# Records to use:

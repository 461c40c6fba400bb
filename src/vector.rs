//! Typed numeric vector classes.
//!
//! Eight packed subclasses (`vector_u8` through `vector_d`) share one
//! implementation; the virtual base class `vector` constructs the default
//! subclass (`vector_d`). Reads convert up to `integer` or `real`; writes
//! convert down, flooring reals destined for the integer subclasses.
//! The element-wise arithmetic metamethods broadcast scalar operands and
//! combine two vectors index by index.

use crate::class::{ClassId, Metamethod};
use crate::error::{Exception, VmResult};
use crate::memory::calcresize;
use crate::object::Payload;
use crate::strings::index_value;
use crate::value::{ObjId, Value};
use crate::vm::{delete_range, Vm};

/// Capacity floor for vector buffers.
const VECTOR_SIZEBASE: usize = 8;

/// Default subclass constructed by the `vector` base class.
const DEFAULT_SUBCLASS: ClassId = ClassId::VECTOR_D;

/// Packed storage, one variant per subclass.
pub enum VectorData {
    U8(Vec<u8>),
    S8(Vec<i8>),
    U16(Vec<u16>),
    S16(Vec<i16>),
    U32(Vec<u32>),
    S32(Vec<i32>),
    F32(Vec<f32>),
    F64(Vec<f64>),
}

macro_rules! for_each_buffer {
    ($self:expr, $v:ident => $e:expr) => {
        match $self {
            VectorData::U8($v) => $e,
            VectorData::S8($v) => $e,
            VectorData::U16($v) => $e,
            VectorData::S16($v) => $e,
            VectorData::U32($v) => $e,
            VectorData::S32($v) => $e,
            VectorData::F32($v) => $e,
            VectorData::F64($v) => $e,
        }
    };
}

impl VectorData {
    /// Fresh storage for subclass `cid`.
    pub(crate) fn for_class(cid: ClassId) -> VmResult<VectorData> {
        Ok(match cid {
            ClassId::VECTOR_U8 => VectorData::U8(Vec::new()),
            ClassId::VECTOR_S8 => VectorData::S8(Vec::new()),
            ClassId::VECTOR_U16 => VectorData::U16(Vec::new()),
            ClassId::VECTOR_S16 => VectorData::S16(Vec::new()),
            ClassId::VECTOR_U32 => VectorData::U32(Vec::new()),
            ClassId::VECTOR_S32 => VectorData::S32(Vec::new()),
            ClassId::VECTOR_F => VectorData::F32(Vec::new()),
            ClassId::VECTOR_D => VectorData::F64(Vec::new()),
            _ => return Err(Exception::WrongType),
        })
    }

    pub fn len(&self) -> usize {
        for_each_buffer!(self, v => v.len())
    }

    pub fn is_empty(&self) -> bool {
        self.len() == 0
    }

    /// Integer view of element `i`; zero outside the vector (the broadcast
    /// rule for mismatched lengths).
    pub fn get_int(&self, i: usize) -> i32 {
        match self {
            VectorData::U8(v) => v.get(i).copied().unwrap_or(0) as i32,
            VectorData::S8(v) => v.get(i).copied().unwrap_or(0) as i32,
            VectorData::U16(v) => v.get(i).copied().unwrap_or(0) as i32,
            VectorData::S16(v) => v.get(i).copied().unwrap_or(0) as i32,
            VectorData::U32(v) => v.get(i).copied().unwrap_or(0) as i32,
            VectorData::S32(v) => v.get(i).copied().unwrap_or(0),
            VectorData::F32(v) => v.get(i).copied().unwrap_or(0.0).floor() as i32,
            VectorData::F64(v) => v.get(i).copied().unwrap_or(0.0).floor() as i32,
        }
    }

    /// Real view of element `i`; zero outside the vector.
    pub fn get_real(&self, i: usize) -> f64 {
        match self {
            VectorData::U8(v) => v.get(i).copied().unwrap_or(0) as f64,
            VectorData::S8(v) => v.get(i).copied().unwrap_or(0) as f64,
            VectorData::U16(v) => v.get(i).copied().unwrap_or(0) as f64,
            VectorData::S16(v) => v.get(i).copied().unwrap_or(0) as f64,
            VectorData::U32(v) => v.get(i).copied().unwrap_or(0) as f64,
            VectorData::S32(v) => v.get(i).copied().unwrap_or(0) as f64,
            VectorData::F32(v) => v.get(i).copied().unwrap_or(0.0) as f64,
            VectorData::F64(v) => v.get(i).copied().unwrap_or(0.0),
        }
    }

    /// Element read, up-converted to the matching value tag.
    pub fn get_value(&self, i: usize) -> Value {
        match self {
            VectorData::F32(_) | VectorData::F64(_) => Value::Real(self.get_real(i)),
            _ => Value::Integer(self.get_int(i)),
        }
    }

    /// Truncating write. `nil` writes zero; reals destined for the integer
    /// subclasses are floored.
    pub fn set_value(&mut self, i: usize, v: &Value) -> VmResult<()> {
        let (iv, rv) = match *v {
            Value::Nil => (0i64, 0.0f64),
            Value::Integer(n) => (n as i64, n as f64),
            Value::Boolean(b) => (b as i64, b as i64 as f64),
            Value::ClassId(c) => (c.raw() as i64, c.raw() as f64),
            Value::Real(r) => (r.floor() as i64, r),
            _ => return Err(Exception::WrongType),
        };
        match self {
            VectorData::U8(b) => b[i] = iv as u8,
            VectorData::S8(b) => b[i] = iv as i8,
            VectorData::U16(b) => b[i] = iv as u16,
            VectorData::S16(b) => b[i] = iv as i16,
            VectorData::U32(b) => b[i] = iv as u32,
            VectorData::S32(b) => b[i] = iv as i32,
            VectorData::F32(b) => b[i] = rv as f32,
            VectorData::F64(b) => b[i] = rv,
        }
        Ok(())
    }

    /// Extends with zeroes up to `len`.
    fn zero_extend(&mut self, len: usize) {
        match self {
            VectorData::U8(v) => v.resize(len, 0),
            VectorData::S8(v) => v.resize(len, 0),
            VectorData::U16(v) => v.resize(len, 0),
            VectorData::S16(v) => v.resize(len, 0),
            VectorData::U32(v) => v.resize(len, 0),
            VectorData::S32(v) => v.resize(len, 0),
            VectorData::F32(v) => v.resize(len, 0.0),
            VectorData::F64(v) => v.resize(len, 0.0),
        }
    }

    /// Capacity policy shared with the other dynamic containers.
    fn set_size(&mut self, newlen: usize) {
        for_each_buffer!(self, v => {
            let cap = v.capacity();
            let want = calcresize(VECTOR_SIZEBASE, cap, newlen);
            if want > cap {
                v.reserve_exact(want - v.len());
            } else if want < cap {
                v.shrink_to(want);
            }
        });
    }

    fn insert_zero(&mut self, i: usize) {
        self.set_size(self.len() + 1);
        match self {
            VectorData::U8(v) => v.insert(i, 0),
            VectorData::S8(v) => v.insert(i, 0),
            VectorData::U16(v) => v.insert(i, 0),
            VectorData::S16(v) => v.insert(i, 0),
            VectorData::U32(v) => v.insert(i, 0),
            VectorData::S32(v) => v.insert(i, 0),
            VectorData::F32(v) => v.insert(i, 0.0),
            VectorData::F64(v) => v.insert(i, 0.0),
        }
    }

    fn delete(&mut self, i0: usize, count: usize) {
        for_each_buffer!(self, v => {
            v.drain(i0..i0 + count);
        });
        let len = self.len();
        self.set_size(len);
    }

    fn slice(&self, start: usize, length: usize) -> VectorData {
        match self {
            VectorData::U8(v) => VectorData::U8(v[start..start + length].to_vec()),
            VectorData::S8(v) => VectorData::S8(v[start..start + length].to_vec()),
            VectorData::U16(v) => VectorData::U16(v[start..start + length].to_vec()),
            VectorData::S16(v) => VectorData::S16(v[start..start + length].to_vec()),
            VectorData::U32(v) => VectorData::U32(v[start..start + length].to_vec()),
            VectorData::S32(v) => VectorData::S32(v[start..start + length].to_vec()),
            VectorData::F32(v) => VectorData::F32(v[start..start + length].to_vec()),
            VectorData::F64(v) => VectorData::F64(v[start..start + length].to_vec()),
        }
    }

    fn clone_data(&self) -> VectorData {
        self.slice(0, self.len())
    }
}

/// Element-wise operations the vector classes implement.
#[derive(Debug, Clone, Copy, PartialEq, Eq)]
enum VecOp {
    Add,
    Sub,
    Mul,
}

/// The scalar-or-vector right-hand operand of an element-wise operation.
enum Rhs<'a> {
    Nil,
    Int(i64),
    Real(f64),
    Vector(&'a VectorData),
}

impl Rhs<'_> {
    fn int_at(&self, i: usize) -> i64 {
        match self {
            Rhs::Nil => 0,
            Rhs::Int(n) => *n,
            Rhs::Real(r) => r.floor() as i64,
            Rhs::Vector(v) => v.get_int(i) as i64,
        }
    }

    fn real_at(&self, i: usize) -> f64 {
        match self {
            Rhs::Nil => 0.0,
            Rhs::Int(n) => *n as f64,
            Rhs::Real(r) => *r,
            Rhs::Vector(v) => v.get_real(i),
        }
    }
}

macro_rules! vec_combine_int {
    ($src:expr, $rhs:expr, $op:expr, $t:ty) => {{
        $src.iter()
            .enumerate()
            .map(|(i, &a)| {
                let b = $rhs.int_at(i) as $t;
                match $op {
                    VecOp::Add => a.wrapping_add(b),
                    VecOp::Sub => a.wrapping_sub(b),
                    VecOp::Mul => a.wrapping_mul(b),
                }
            })
            .collect()
    }};
}

macro_rules! vec_combine_float {
    ($src:expr, $rhs:expr, $op:expr, $t:ty) => {{
        $src.iter()
            .enumerate()
            .map(|(i, &a)| {
                let b = $rhs.real_at(i) as $t;
                match $op {
                    VecOp::Add => a + b,
                    VecOp::Sub => a - b,
                    VecOp::Mul => a * b,
                }
            })
            .collect()
    }};
}

/// Combines `src` element-wise with `rhs` into fresh storage. A `nil`
/// operand leaves addition and subtraction as a copy and zeroes a product.
fn vec_combine(src: &VectorData, rhs: &Rhs, op: VecOp) -> VectorData {
    if matches!(rhs, Rhs::Nil) && op == VecOp::Mul {
        let mut out = src.slice(0, 0);
        out.zero_extend(src.len());
        return out;
    }
    match src {
        VectorData::U8(v) => VectorData::U8(vec_combine_int!(v, rhs, op, u8)),
        VectorData::S8(v) => VectorData::S8(vec_combine_int!(v, rhs, op, i8)),
        VectorData::U16(v) => VectorData::U16(vec_combine_int!(v, rhs, op, u16)),
        VectorData::S16(v) => VectorData::S16(vec_combine_int!(v, rhs, op, i16)),
        VectorData::U32(v) => VectorData::U32(vec_combine_int!(v, rhs, op, u32)),
        VectorData::S32(v) => VectorData::S32(vec_combine_int!(v, rhs, op, i32)),
        VectorData::F32(v) => VectorData::F32(vec_combine_float!(v, rhs, op, f32)),
        VectorData::F64(v) => VectorData::F64(vec_combine_float!(v, rhs, op, f64)),
    }
}

impl Vm {
    /// The packed storage of a vector object.
    pub fn vector(&self, id: ObjId) -> VmResult<&VectorData> {
        match &self.object(id).payload {
            Payload::Vector(v) => Ok(v),
            _ => Err(Exception::WrongType),
        }
    }

    pub(crate) fn vector_mut(&mut self, id: ObjId) -> VmResult<&mut VectorData> {
        match &mut self.object_mut(id).payload {
            Payload::Vector(v) => Ok(v),
            _ => Err(Exception::WrongType),
        }
    }

    /// Creates an uninitialized-length vector of subclass `cid` filled with
    /// zeroes.
    pub fn new_vector(&mut self, cid: ClassId, len: usize) -> VmResult<ObjId> {
        let mut data = VectorData::for_class(cid)?;
        data.zero_extend(len);
        self.alloc_object(cid, Payload::Vector(data))
    }

    fn vec_arith(
        &mut self,
        obj: ObjId,
        op1: &Value,
        op: VecOp,
        in_place: bool,
    ) -> VmResult<Value> {
        let result = {
            let src = self.vector(obj)?;
            match *op1 {
                Value::Nil => vec_combine(src, &Rhs::Nil, op),
                Value::Integer(n) => vec_combine(src, &Rhs::Int(n as i64), op),
                Value::Boolean(b) => vec_combine(src, &Rhs::Int(b as i64), op),
                Value::ClassId(c) => vec_combine(src, &Rhs::Int(c.raw() as i64), op),
                Value::Real(r) => vec_combine(src, &Rhs::Real(r), op),
                Value::ObjRef(o) | Value::WeakRef { target: o, .. } => {
                    let rhs = self.vector(o)?;
                    vec_combine(src, &Rhs::Vector(rhs), op)
                }
            }
        };
        if in_place {
            *self.vector_mut(obj)? = result;
            self.own_object(obj);
            Ok(Value::ObjRef(obj))
        } else {
            let cid = self.object(obj).classid;
            let id = self.alloc_object(cid, Payload::Vector(result))?;
            Ok(Value::ObjRef(id))
        }
    }
}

# Work instructions:
Filter the entries by the string "want" and copy each matching line.

# Reply to the task:
            let want = calcresize(VECTOR_SIZEBASE, cap, newlen);
            if want > cap {
                v.reserve_exact(want - v.len());
            } else if want < cap {
                v.shrink_to(want);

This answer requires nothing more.